• **EXERCISE REQUIREMENTS**: I would like each line of the data that holds the word "전송하고" copied out.
(EXERCISE INPUT begins)
//! TFP 서버 (수신자) - TCP File Push
//!
//! 연결마다 파일 하나를 받아 업로드 디렉터리에 저장
//! - 연결당 독립 태스크
//! - 3초 주기 순간/평균 속도 로깅
//!
//! 사용법:
//!   cargo run --release --bin tfp-server -- <PORT> [OPTIONS]
//!
//! 예시:
//!   # 기본 수신 (./uploads 에 저장)
//!   cargo run --release --bin tfp-server -- 9000
//!
//!   # 저장 위치 지정 + 동시 연결 64개로 제한
//!   cargo run --release --bin tfp-server -- 9000 --uploads-dir /srv/incoming --max-connections 64

use std::net::{Ipv4Addr, SocketAddr};
use std::path::PathBuf;
use std::time::Duration;

use tracing::info;
use tracing_subscriber::{EnvFilter, FmtSubscriber};

use tfp::{Config, Server};

const USAGE: &str = "Usage: tfp-server <PORT> [--uploads-dir DIR] [--max-connections N] [--buffer-size BYTES] [--sample-interval SECS]";

/// 서버 설정
struct ServerOptions {
    bind_addr: SocketAddr,
    config: Config,
}

fn parse_args(args: &[String]) -> Result<ServerOptions, String> {
    let mut config = Config::default();
    let mut positional = Vec::new();

    let mut i = 1;
    while i < args.len() {
        match args[i].as_str() {
            "--uploads-dir" | "-d" => {
                config.uploads_dir = PathBuf::from(flag_value(args, i)?);
                i += 1;
            }
            "--max-connections" | "-m" => {
                let limit: usize = parse_number(args, i)?;
                config = config.with_max_connections(limit);
                i += 1;
            }
            "--buffer-size" => {
                config.buffer_size = parse_number(args, i)?;
                i += 1;
            }
            "--sample-interval" => {
                config.sample_interval = Duration::from_secs(parse_number(args, i)?);
                i += 1;
            }
            "--help" | "-h" => {
                println!(
                    r#"TFP Server - TCP File Push 서버

연결마다 파일 하나를 받아 업로드 디렉터리에 저장

{}

옵션:
  -d, --uploads-dir <DIR>      저장 디렉터리 (기본: uploads)
  -m, --max-connections <N>    동시 처리 연결 수 상한 (기본: 제한 없음)
  --buffer-size <BYTES>        수신 청크 크기 (기본: 65536)
  --sample-interval <SECS>     처리율 로깅 주기 (기본: 3)
  -h, --help                   이 도움말 출력
"#,
                    USAGE
                );
                std::process::exit(0);
            }
            other => positional.push(other.to_string()),
        }
        i += 1;
    }

    if positional.len() != 1 {
        return Err(USAGE.to_string());
    }

    let port: u16 = positional[0]
        .parse()
        .map_err(|_| format!("유효하지 않은 포트: {}", positional[0]))?;

    Ok(ServerOptions {
        bind_addr: SocketAddr::from((Ipv4Addr::UNSPECIFIED, port)),
        config,
    })
}

fn flag_value(args: &[String], i: usize) -> Result<&str, String> {
    args.get(i + 1)
        .map(String::as_str)
        .ok_or_else(|| format!("{} 값 필요\n{}", args[i], USAGE))
}

fn parse_number<T: std::str::FromStr>(args: &[String], i: usize) -> Result<T, String> {
    let value = flag_value(args, i)?;
    value
        .parse()
        .map_err(|_| format!("{}: 유효한 숫자 필요 (got {})", args[i], value))
}

async fn run(options: ServerOptions) -> Result<(), Box<dyn std::error::Error>> {
    // 로깅 설정
    let subscriber = FmtSubscriber::builder()
        .with_env_filter(EnvFilter::try_from_default_env().unwrap_or_else(|_| EnvFilter::new("info")))
        .finish();
    tracing::subscriber::set_global_default(subscriber)?;

    info!("TFP Server starting...");
    info!("Bind address: {}", options.bind_addr);
    info!("Buffer size: {} bytes", options.config.buffer_size);
    info!(
        "Sample interval: {:.1}s",
        options.config.sample_interval.as_secs_f64()
    );

    let server = Server::bind(options.bind_addr, options.config).await?;
    server.run().await?;
    Ok(())
}

#[tokio::main]
async fn main() {
    let args: Vec<String> = std::env::args().collect();
    let options = match parse_args(&args) {
        Ok(options) => options,
        Err(msg) => {
            eprintln!("{}", msg);
            std::process::exit(1);
        }
    };

    if let Err(e) = run(options).await {
        eprintln!("error: {}", e);
        std::process::exit(1);
    }
}
//! 프로토콜 설정

use std::path::PathBuf;
use std::time::Duration;

use crate::{DEFAULT_BUFFER_SIZE, DEFAULT_SAMPLE_INTERVAL_SECS, DEFAULT_UPLOADS_DIR, MAX_FILENAME_LEN};

/// TFP 설정 (클라이언트/서버 공용)
#[derive(Debug, Clone)]
pub struct Config {
    /// 송수신 청크 크기 (바이트)
    /// 와이어 포맷에는 영향 없음
    pub buffer_size: usize,

    /// 처리율 샘플링 주기
    pub sample_interval: Duration,

    /// 수신 파일 저장 디렉터리
    pub uploads_dir: PathBuf,

    /// 허용하는 파일 이름 최대 길이
    pub max_filename_len: usize,

    /// 동시 처리 연결 수 상한
    /// None이면 제한 없음 (연결마다 태스크 하나)
    pub max_connections: Option<usize>,
}

impl Default for Config {
    fn default() -> Self {
        Self {
            buffer_size: DEFAULT_BUFFER_SIZE,
            sample_interval: Duration::from_secs(DEFAULT_SAMPLE_INTERVAL_SECS),
            uploads_dir: PathBuf::from(DEFAULT_UPLOADS_DIR),
            max_filename_len: MAX_FILENAME_LEN,
            max_connections: None,
        }
    }
}

impl Config {
    /// 새 설정 생성
    pub fn new() -> Self {
        Self::default()
    }

    /// 저장 디렉터리 지정
    pub fn with_uploads_dir(mut self, dir: impl Into<PathBuf>) -> Self {
        self.uploads_dir = dir.into();
        self
    }

    /// 동시 연결 상한 지정
    pub fn with_max_connections(mut self, limit: usize) -> Self {
        self.max_connections = Some(limit.max(1));
        self
    }

    /// 0 크기 버퍼 방지
    pub fn effective_buffer_size(&self) -> usize {
        self.buffer_size.max(1)
    }

    /// 저사양 기기용 설정
    pub fn low_spec() -> Self {
        Self {
            buffer_size: 8 * 1024,            // 8KB
            max_connections: Some(16),
            ..Self::default()
        }
    }

    /// 고성능 기기용 설정
    pub fn high_performance() -> Self {
        Self {
            buffer_size: 1024 * 1024,         // 1MB
            ..Self::default()
        }
    }
}
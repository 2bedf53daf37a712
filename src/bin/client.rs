//! TFP 클라이언트 (송신자) - TCP File Push
//!
//! 파일 하나를 서버로 전송하고 ACK 토큰 출력
//!
//! 사용법:
//!   cargo run --release --bin tfp-client -- <FILE> <SERVER IP> <SERVER PORT> [OPTIONS]
//!
//! 예시:
//!   cargo run --release --bin tfp-client -- ./report.pdf 127.0.0.1 9000
//!   cargo run --release --bin tfp-client -- ./large.bin 192.168.1.100 9000 --buffer-size 1048576

use std::net::{IpAddr, SocketAddr};
use std::path::PathBuf;

use tracing::info;
use tracing_subscriber::{EnvFilter, FmtSubscriber};

use tfp::{Config, FileSender};

const USAGE: &str = "Usage: tfp-client <PATH TO FILE> <SERVER IP> <SERVER PORT> [--buffer-size BYTES]";

/// 클라이언트 설정
struct ClientOptions {
    file_path: PathBuf,
    server_addr: SocketAddr,
    config: Config,
}

fn parse_args(args: &[String]) -> Result<ClientOptions, String> {
    let mut config = Config::default();
    let mut positional = Vec::new();

    let mut i = 1;
    while i < args.len() {
        match args[i].as_str() {
            "--buffer-size" | "-b" => {
                let value = args
                    .get(i + 1)
                    .ok_or_else(|| format!("{} 값 필요\n{}", args[i], USAGE))?;
                config.buffer_size = value
                    .parse()
                    .map_err(|_| format!("{}: 유효한 숫자 필요 (got {})", args[i], value))?;
                i += 1;
            }
            "--help" | "-h" => {
                println!(
                    r#"TFP Client - TCP File Push 클라이언트

파일 하나를 서버로 전송하고 서버 응답("all right" / "all bad")을 출력

{}

옵션:
  -b, --buffer-size <BYTES>   송신 청크 크기 (기본: 65536)
  -h, --help                  이 도움말 출력
"#,
                    USAGE
                );
                std::process::exit(0);
            }
            other => positional.push(other.to_string()),
        }
        i += 1;
    }

    if positional.len() != 3 {
        return Err(USAGE.to_string());
    }

    let ip: IpAddr = positional[1]
        .parse()
        .map_err(|_| format!("유효하지 않은 IP: {}", positional[1]))?;
    let port: u16 = positional[2]
        .parse()
        .map_err(|_| format!("유효하지 않은 포트: {}", positional[2]))?;

    Ok(ClientOptions {
        file_path: PathBuf::from(&positional[0]),
        server_addr: SocketAddr::new(ip, port),
        config,
    })
}

async fn run(options: ClientOptions) -> Result<(), Box<dyn std::error::Error>> {
    // 로깅 설정
    let subscriber = FmtSubscriber::builder()
        .with_env_filter(EnvFilter::try_from_default_env().unwrap_or_else(|_| EnvFilter::new("info")))
        .finish();
    tracing::subscriber::set_global_default(subscriber)?;

    info!("TFP Client starting...");
    info!("Server address: {}", options.server_addr);
    info!("File: {}", options.file_path.display());

    let sender = FileSender::new(options.config);
    let report = sender.send(&options.file_path, options.server_addr).await?;

    println!(
        "file {} sent: {} bytes in {:.2}s ({:.2} KB/s, crc32={:08x})",
        report.filename,
        report.bytes_sent,
        report.elapsed.as_secs_f64(),
        report.average_bps / 1024.0,
        report.checksum
    );
    println!("server response: {}", report.ack);
    Ok(())
}

#[tokio::main]
async fn main() {
    let args: Vec<String> = std::env::args().collect();
    let options = match parse_args(&args) {
        Ok(options) => options,
        Err(msg) => {
            eprintln!("{}", msg);
            std::process::exit(1);
        }
    };

    if let Err(e) = run(options).await {
        eprintln!("error: {}", e);
        std::process::exit(1);
    }
}
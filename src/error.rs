//! 에러 타입 정의

use std::net::SocketAddr;
use std::path::PathBuf;

use thiserror::Error;

/// 프레임 디코딩 에러 (연결 단위로 치명적)
#[derive(Error, Debug)]
pub enum ProtocolError {
    #[error("필드 잘림: {field} expected {expected} bytes, got {got}")]
    Truncated {
        field: &'static str,
        expected: usize,
        got: usize,
    },

    #[error("파일 이름이 너무 김: {len} bytes (최대 {max})")]
    NameTooLong { len: usize, max: usize },

    #[error("유효하지 않은 파일 이름: {0:?}")]
    InvalidFilename(String),

    #[error("알 수 없는 ACK 토큰: {0:?}")]
    UnknownAck(Vec<u8>),
}

/// 로컬 파일 에러 (단일 작업 단위로 치명적)
#[derive(Error, Debug)]
pub enum FileError {
    #[error("파일 없음: {0}")]
    NotFound(PathBuf),

    #[error("UTF-8이 아닌 파일 이름은 전송 불가: {0:?}")]
    NonUtf8Name(PathBuf),

    #[error("파일 읽기 불가: {path}: {source}")]
    Unreadable {
        path: PathBuf,
        #[source]
        source: std::io::Error,
    },

    #[error("파일 생성 실패: {path}: {source}")]
    Create {
        path: PathBuf,
        #[source]
        source: std::io::Error,
    },

    #[error("파일 쓰기 실패: {path}: {source}")]
    Write {
        path: PathBuf,
        #[source]
        source: std::io::Error,
    },

    #[error("전송 중 파일 크기 감소: {path}: declared {declared} bytes, sent {sent}")]
    Shrunk {
        path: PathBuf,
        declared: u64,
        sent: u64,
    },
}

/// TFP 전송 에러 타입
#[derive(Error, Debug)]
pub enum TransferError {
    #[error("연결 실패: {addr}: {source}")]
    Connection {
        addr: SocketAddr,
        #[source]
        source: std::io::Error,
    },

    #[error("바인드 실패: {addr}: {source}")]
    Bind {
        addr: SocketAddr,
        #[source]
        source: std::io::Error,
    },

    #[error("프로토콜 에러: {0}")]
    Protocol(#[from] ProtocolError),

    #[error("파일 에러: {0}")]
    File(#[from] FileError),

    #[error("서버가 전송을 거부함 (all bad)")]
    Rejected,

    #[error("ACK 수신 전 연결 종료")]
    NoAck,

    #[error("IO 에러: {0}")]
    Io(#[from] std::io::Error),
}

/// Result 타입 별칭
pub type Result<T> = std::result::Result<T, TransferError>;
(EXERCISE INPUT ends)
• **TASK RESPONSE**:
//! 파일 하나를 서버로 전송하고 ACK 토큰 출력
파일 하나를 서버로 전송하고 서버 응답("all right" / "all bad")을 출력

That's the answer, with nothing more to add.